INPUT FOR THIS TASK ::
use chrono::{DateTime, Utc};
use serde::{Deserialize, Serialize};
use serde_json::Value;
use validator::Validate;

use super::setup::CustomerInput;
use super::validators::validate_future_deadline;

/// New order. The customer is either an existing id or a walk-in whose
/// record is fetched or created by name.
#[derive(Debug, Clone, Serialize, Deserialize, Validate)]
pub struct OrderInput {
    pub customer_id: Option<i32>,
    pub customer: Option<CustomerInput>,
    #[validate(range(min = 1, message = "Select a valid service."))]
    pub service_id: i32,
    pub job_specifications: Option<Value>,
    #[validate(custom = "validate_future_deadline")]
    pub deadline: DateTime<Utc>,
}

/// Page selector carried by queue mutations and views.
#[derive(Debug, Clone, Default, Serialize, Deserialize)]
pub struct QueuePageQuery {
    pub page_pp: Option<String>,
    pub page_cc: Option<String>,
}

#[derive(Debug, Clone, Default, Serialize, Deserialize)]
pub struct CancelOrderInput {
    pub page_pp: Option<i64>,
}

/// Inline superuser re-authentication for a cancellation.
#[derive(Debug, Clone, Serialize, Deserialize, Validate)]
pub struct AuthorizeCancelInput {
    #[validate(length(min = 1, max = 150, message = "This field is required."))]
    pub username: String,
    #[validate(length(min = 1, message = "This field is required."))]
    pub password: String,
    pub order_id: Option<i32>,
    pub page_pp: Option<i64>,
}

/// Drag-and-drop result: the order ids of one page, top to bottom.
#[derive(Debug, Clone, Serialize, Deserialize)]
pub struct ReorderInput {
    pub order: Vec<i32>,
    pub page_pp: Option<i64>,
}

#[derive(Debug, Clone, Default, Serialize, Deserialize)]
pub struct OrderSearchQuery {
    #[serde(default)]
    pub query: String,
}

WHAT NEEDS TO BE DONE ::
Extract each entry in full and write it down exactly.

ANSWER TO THIS PROBLEM ::
use chrono::{DateTime, Utc};
use serde::{Deserialize, Serialize};
use serde_json::Value;
use validator::Validate;

use super::setup::CustomerInput;
use super::validators::validate_future_deadline;

/// New order. The customer is either an existing id or a walk-in whose
/// record is fetched or created by name.
#[derive(Debug, Clone, Serialize, Deserialize, Validate)]
pub struct OrderInput {
    pub customer_id: Option<i32>,
    pub customer: Option<CustomerInput>,
    #[validate(range(min = 1, message = "Select a valid service."))]
    pub service_id: i32,
    pub job_specifications: Option<Value>,
    #[validate(custom = "validate_future_deadline")]
    pub deadline: DateTime<Utc>,
}

/// Page selector carried by queue mutations and views.
#[derive(Debug, Clone, Default, Serialize, Deserialize)]
pub struct QueuePageQuery {
    pub page_pp: Option<String>,
    pub page_cc: Option<String>,
}

#[derive(Debug, Clone, Default, Serialize, Deserialize)]
pub struct CancelOrderInput {
    pub page_pp: Option<i64>,
}

/// Inline superuser re-authentication for a cancellation.
#[derive(Debug, Clone, Serialize, Deserialize, Validate)]
pub struct AuthorizeCancelInput {
    #[validate(length(min = 1, max = 150, message = "This field is required."))]
    pub username: String,
    #[validate(length(min = 1, message = "This field is required."))]
    pub password: String,
    pub order_id: Option<i32>,
    pub page_pp: Option<i64>,
}

/// Drag-and-drop result: the order ids of one page, top to bottom.
#[derive(Debug, Clone, Serialize, Deserialize)]
pub struct ReorderInput {
    pub order: Vec<i32>,
    pub page_pp: Option<i64>,
}

#[derive(Debug, Clone, Default, Serialize, Deserialize)]
pub struct OrderSearchQuery {
    #[serde(default)]
    pub query: String,
}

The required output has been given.